* _Task brief_
So that nothing is lost, restate each entry exactly as supplied.

* _Information_
---*---

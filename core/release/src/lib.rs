#![warn(clippy::pedantic)]
//! Release Acquisition and Installation for the zitiup Toolchain Manager
//!
//! This crate turns a logical application name into an executable on disk.
//! It resolves a release from a GitHub-style release feed, picks the asset
//! built for the target platform, downloads it and extracts the executable
//! into a binary directory.
//!
//! ## Pipeline
//!
//! ```text
//! InstallRequest → resolve release → select asset → download → extract → chmod 0755
//! ```
//!
//! Each stage is exposed on its own, and [`Installer`] chains them:
//!
//! ```rust,no_run
//! use zitiup_release::{InstallRequest, Installer, DEFAULT_FEED_URL};
//!
//! # async fn run() -> zitiup_release::Result<()> {
//! let installer = Installer::new(DEFAULT_FEED_URL)?;
//! let request = InstallRequest::new("ziti", "/usr/local/bin").with_version("1.1.3");
//! let outcome = installer.install(&request, false).await?;
//! println!("installed {} at {}", outcome.installed_version, outcome.installed_path.display());
//! # Ok(())
//! # }
//! ```
//!
//! ## Modules
//!
//! - [`version`] - Tolerant semantic version parsing and ordering
//! - [`archive`] - ZIP and tar.gz extraction with path containment checks
//! - [`http`] - Timeout, retry and redirect policy shared by every request
//! - [`download`] - Streaming asset download
//! - [`feed`] - Release feed client and version resolution
//! - [`apps`] - Known applications and their tag conventions
//! - [`asset`] - Platform asset selection
//! - [`platform`] - Host platform detection
//! - [`install`] - The install pipeline
//! - [`error`] - Error types
//!
//! ## Configuration
//!
//! Nothing in this crate reads the environment. Feed location, HTTP policy
//! and install target are passed in explicitly, so every stage can be tested
//! against a mock server and a scratch directory.

pub mod apps;
pub mod archive;
pub mod asset;
pub mod download;
pub mod error;
pub mod feed;
pub mod http;
pub mod install;
pub mod platform;
pub mod version;

pub use archive::{ArchiveFormat, extract, set_executable_permissions};
pub use asset::select_asset;
pub use download::Downloader;
pub use error::{ReleaseError, Result};
pub use feed::{AssetRef, DEFAULT_FEED_URL, ReleaseDescriptor, ReleaseFeed};
pub use http::HttpPolicy;
pub use install::{InstallOutcome, InstallRequest, Installer};
pub use platform::Target;
pub use version::{RequestedVersion, compare, parse_tolerant};

/// Version of this crate.
pub const VERSION: &str = env!("CARGO_PKG_VERSION");
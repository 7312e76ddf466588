//! Tolerant semantic version parsing and precedence ordering.
//!
//! Release tags are inconsistent about the `v` prefix (`v1.2.3` vs `1.2.3`),
//! so every tag goes through [`parse_tolerant`] before it is compared.

use std::cmp::Ordering;

use semver::Version;

use crate::error::{ReleaseError, Result};

/// Keyword accepted in place of a version to request the newest release.
pub const LATEST: &str = "latest";

/// Parses a version string, accepting an optional leading `v`.
///
/// Surrounding whitespace is ignored. The remainder must be a complete
/// `MAJOR.MINOR.PATCH[-PRERELEASE][+BUILD]` version.
///
/// # Errors
///
/// Returns [`ReleaseError::Parse`] if the remainder is not a valid version.
pub fn parse_tolerant(tag: &str) -> Result<Version> {
    let trimmed = tag.trim();
    let bare = trimmed.strip_prefix('v').unwrap_or(trimmed);
    Version::parse(bare).map_err(|source| ReleaseError::Parse {
        tag: tag.to_string(),
        source,
    })
}

/// Compares two versions by semantic-version precedence.
///
/// Build metadata does not take part in the ordering.
#[must_use]
pub fn compare(a: &Version, b: &Version) -> Ordering {
    a.cmp_precedence(b)
}

/// The version a caller asked for.
#[derive(Debug, Clone, PartialEq, Eq)]
pub enum RequestedVersion {
    /// The highest released version.
    Latest,
    /// A specific version, kept as typed so per-application tag rules can
    /// decide how to spell it.
    Exact(String),
}

impl RequestedVersion {
    /// Interprets a user-supplied version string.
    ///
    /// An empty string or `latest` selects [`RequestedVersion::Latest`].
    /// Anything else must parse as a version (after stripping an optional `v`).
    ///
    /// # Errors
    ///
    /// Returns [`ReleaseError::Parse`] for a string that is not a version.
    pub fn parse(raw: &str) -> Result<Self> {
        let raw = raw.trim();
        if raw.is_empty() || raw == LATEST {
            return Ok(Self::Latest);
        }
        parse_tolerant(raw)?;
        Ok(Self::Exact(raw.to_string()))
    }
}
//! Shared helpers for release pipeline tests
//!
//! Provides fast HTTP policies, in-memory archive builders and wiremock
//! helpers for serving a GitHub-style release feed.

#![allow(dead_code)]

use std::io::Write;
use std::time::Duration;

use flate2::Compression;
use flate2::write::GzEncoder;
use serde_json::{Value, json};
use wiremock::matchers::{method, path};
use wiremock::{Mock, MockServer, ResponseTemplate};
use zitiup_release::HttpPolicy;

/// Feed path segment used by the tests.
pub const FEED: &str = "x";

/// Policy with the production retry count but millisecond backoff.
pub fn fast_policy() -> HttpPolicy {
    HttpPolicy {
        retry_wait: Duration::from_millis(1),
        max_retry_wait: Duration::from_millis(5),
        ..HttpPolicy::feed()
    }
}

/// Builds a ZIP in memory from `(name, mode, content)` triples.
pub fn zip_bytes(files: &[(&str, u32, &[u8])]) -> Vec<u8> {
    let mut zip = zip::ZipWriter::new(std::io::Cursor::new(Vec::new()));
    for (name, mode, content) in files {
        let options = zip::write::SimpleFileOptions::default().unix_permissions(*mode);
        zip.start_file(*name, options).expect("Should start file");
        zip.write_all(content).expect("Should write");
    }
    zip.finish().expect("Should finish").into_inner()
}

/// Builds a tar.gz in memory from `(name, mode, content)` triples.
pub fn tar_gz_bytes(files: &[(&str, u32, &[u8])]) -> Vec<u8> {
    let mut builder = tar::Builder::new(GzEncoder::new(Vec::new(), Compression::default()));
    for (name, mode, content) in files {
        let mut header = tar::Header::new_gnu();
        header.set_size(content.len() as u64);
        header.set_mode(*mode);
        header.set_cksum();
        builder
            .append_data(&mut header, name, *content)
            .expect("Should append file");
    }
    builder
        .into_inner()
        .expect("Should finish tar")
        .finish()
        .expect("Should finish gzip")
}

/// One release object as the feed serves it.
pub fn release_json(tag: &str, asset_urls: &[String]) -> Value {
    let assets: Vec<Value> = asset_urls
        .iter()
        .map(|url| json!({ "name": url.rsplit('/').next(), "browser_download_url": url }))
        .collect();
    json!({ "tag_name": tag, "draft": false, "assets": assets })
}

/// Serves `releases` as the release list of `feed`.
pub async fn mock_release_list(server: &MockServer, feed: &str, releases: Value) {
    Mock::given(method("GET"))
        .and(path(format!("/{feed}/releases")))
        .respond_with(ResponseTemplate::new(200).set_body_json(releases))
        .mount(server)
        .await;
}

/// Serves `release` under `releases/tags/{tag}` of `feed`.
pub async fn mock_release_by_tag(server: &MockServer, feed: &str, tag: &str, release: Value) {
    Mock::given(method("GET"))
        .and(path(format!("/{feed}/releases/tags/{tag}")))
        .respond_with(ResponseTemplate::new(200).set_body_json(release))
        .mount(server)
        .await;
}

/// Serves `content` at `asset_path`.
pub async fn mock_asset(server: &MockServer, asset_path: &str, content: Vec<u8>) {
    Mock::given(method("GET"))
        .and(path(asset_path.to_string()))
        .respond_with(ResponseTemplate::new(200).set_body_bytes(content))
        .mount(server)
        .await;
}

---*---

* _Written response_
filename core/release/src/lib.rs
#![warn(clippy::pedantic)]
//! Release Acquisition and Installation for the zitiup Toolchain Manager
//!
//! This crate turns a logical application name into an executable on disk.
//! It resolves a release from a GitHub-style release feed, picks the asset
//! built for the target platform, downloads it and extracts the executable
//! into a binary directory.
//!
//! ## Pipeline
//!
//! ```text
//! InstallRequest → resolve release → select asset → download → extract → chmod 0755
//! ```
//!
//! Each stage is exposed on its own, and [`Installer`] chains them:
//!
//! ```rust,no_run
//! use zitiup_release::{InstallRequest, Installer, DEFAULT_FEED_URL};
//!
//! # async fn run() -> zitiup_release::Result<()> {
//! let installer = Installer::new(DEFAULT_FEED_URL)?;
//! let request = InstallRequest::new("ziti", "/usr/local/bin").with_version("1.1.3");
//! let outcome = installer.install(&request, false).await?;
//! println!("installed {} at {}", outcome.installed_version, outcome.installed_path.display());
//! # Ok(())
//! # }
//! ```
//!
//! ## Modules
//!
//! - [`version`] - Tolerant semantic version parsing and ordering
//! - [`archive`] - ZIP and tar.gz extraction with path containment checks
//! - [`http`] - Timeout, retry and redirect policy shared by every request
//! - [`download`] - Streaming asset download
//! - [`feed`] - Release feed client and version resolution
//! - [`apps`] - Known applications and their tag conventions
//! - [`asset`] - Platform asset selection
//! - [`platform`] - Host platform detection
//! - [`install`] - The install pipeline
//! - [`error`] - Error types
//!
//! ## Configuration
//!
//! Nothing in this crate reads the environment. Feed location, HTTP policy
//! and install target are passed in explicitly, so every stage can be tested
//! against a mock server and a scratch directory.

pub mod apps;
pub mod archive;
pub mod asset;
pub mod download;
pub mod error;
pub mod feed;
pub mod http;
pub mod install;
pub mod platform;
pub mod version;

pub use archive::{ArchiveFormat, extract, set_executable_permissions};
pub use asset::select_asset;
pub use download::Downloader;
pub use error::{ReleaseError, Result};
pub use feed::{AssetRef, DEFAULT_FEED_URL, ReleaseDescriptor, ReleaseFeed};
pub use http::HttpPolicy;
pub use install::{InstallOutcome, InstallRequest, Installer};
pub use platform::Target;
pub use version::{RequestedVersion, compare, parse_tolerant};

/// Version of this crate.
pub const VERSION: &str = env!("CARGO_PKG_VERSION");
repository 7312e76ddf466588
//! Tolerant semantic version parsing and precedence ordering.
//!
//! Release tags are inconsistent about the `v` prefix (`v1.2.3` vs `1.2.3`),
//! so every tag goes through [`parse_tolerant`] before it is compared.

use std::cmp::Ordering;

use semver::Version;

use crate::error::{ReleaseError, Result};

/// Keyword accepted in place of a version to request the newest release.
pub const LATEST: &str = "latest";

/// Parses a version string, accepting an optional leading `v`.
///
/// Surrounding whitespace is ignored. The remainder must be a complete
/// `MAJOR.MINOR.PATCH[-PRERELEASE][+BUILD]` version.
///
/// # Errors
///
/// Returns [`ReleaseError::Parse`] if the remainder is not a valid version.
pub fn parse_tolerant(tag: &str) -> Result<Version> {
    let trimmed = tag.trim();
    let bare = trimmed.strip_prefix('v').unwrap_or(trimmed);
    Version::parse(bare).map_err(|source| ReleaseError::Parse {
        tag: tag.to_string(),
        source,
    })
}

/// Compares two versions by semantic-version precedence.
///
/// Build metadata does not take part in the ordering.
#[must_use]
pub fn compare(a: &Version, b: &Version) -> Ordering {
    a.cmp_precedence(b)
}

/// The version a caller asked for.
#[derive(Debug, Clone, PartialEq, Eq)]
pub enum RequestedVersion {
    /// The highest released version.
    Latest,
    /// A specific version, kept as typed so per-application tag rules can
    /// decide how to spell it.
    Exact(String),
}

impl RequestedVersion {
    /// Interprets a user-supplied version string.
    ///
    /// An empty string or `latest` selects [`RequestedVersion::Latest`].
    /// Anything else must parse as a version (after stripping an optional `v`).
    ///
    /// # Errors
    ///
    /// Returns [`ReleaseError::Parse`] for a string that is not a version.
    pub fn parse(raw: &str) -> Result<Self> {
        let raw = raw.trim();
        if raw.is_empty() || raw == LATEST {
            return Ok(Self::Latest);
        }
        parse_tolerant(raw)?;
        Ok(Self::Exact(raw.to_string()))
    }
}
//! Shared helpers for release pipeline tests
//!
//! Provides fast HTTP policies, in-memory archive builders and wiremock
//! helpers for serving a GitHub-style release feed.

#![allow(dead_code)]

use std::io::Write;
use std::time::Duration;

use flate2::Compression;
use flate2::write::GzEncoder;
use serde_json::{Value, json};
use wiremock::matchers::{method, path};
use wiremock::{Mock, MockServer, ResponseTemplate};
use zitiup_release::HttpPolicy;

/// Feed path segment used by the tests.
pub const FEED: &str = "x";

/// Policy with the production retry count but millisecond backoff.
pub fn fast_policy() -> HttpPolicy {
    HttpPolicy {
        retry_wait: Duration::from_millis(1),
        max_retry_wait: Duration::from_millis(5),
        ..HttpPolicy::feed()
    }
}

/// Builds a ZIP in memory from `(name, mode, content)` triples.
pub fn zip_bytes(files: &[(&str, u32, &[u8])]) -> Vec<u8> {
    let mut zip = zip::ZipWriter::new(std::io::Cursor::new(Vec::new()));
    for (name, mode, content) in files {
        let options = zip::write::SimpleFileOptions::default().unix_permissions(*mode);
        zip.start_file(*name, options).expect("Should start file");
        zip.write_all(content).expect("Should write");
    }
    zip.finish().expect("Should finish").into_inner()
}

/// Builds a tar.gz in memory from `(name, mode, content)` triples.
pub fn tar_gz_bytes(files: &[(&str, u32, &[u8])]) -> Vec<u8> {
    let mut builder = tar::Builder::new(GzEncoder::new(Vec::new(), Compression::default()));
    for (name, mode, content) in files {
        let mut header = tar::Header::new_gnu();
        header.set_size(content.len() as u64);
        header.set_mode(*mode);
        header.set_cksum();
        builder
            .append_data(&mut header, name, *content)
            .expect("Should append file");
    }
    builder
        .into_inner()
        .expect("Should finish tar")
        .finish()
        .expect("Should finish gzip")
}

/// One release object as the feed serves it.
pub fn release_json(tag: &str, asset_urls: &[String]) -> Value {
    let assets: Vec<Value> = asset_urls
        .iter()
        .map(|url| json!({ "name": url.rsplit('/').next(), "browser_download_url": url }))
        .collect();
    json!({ "tag_name": tag, "draft": false, "assets": assets })
}

/// Serves `releases` as the release list of `feed`.
pub async fn mock_release_list(server: &MockServer, feed: &str, releases: Value) {
    Mock::given(method("GET"))
        .and(path(format!("/{feed}/releases")))
        .respond_with(ResponseTemplate::new(200).set_body_json(releases))
        .mount(server)
        .await;
}

/// Serves `release` under `releases/tags/{tag}` of `feed`.
pub async fn mock_release_by_tag(server: &MockServer, feed: &str, tag: &str, release: Value) {
    Mock::given(method("GET"))
        .and(path(format!("/{feed}/releases/tags/{tag}")))
        .respond_with(ResponseTemplate::new(200).set_body_json(release))
        .mount(server)
        .await;
}

/// Serves `content` at `asset_path`.
pub async fn mock_asset(server: &MockServer, asset_path: &str, content: Vec<u8>) {
    Mock::given(method("GET"))
        .and(path(asset_path.to_string()))
        .respond_with(ResponseTemplate::new(200).set_body_bytes(content))
        .mount(server)
        .await;
}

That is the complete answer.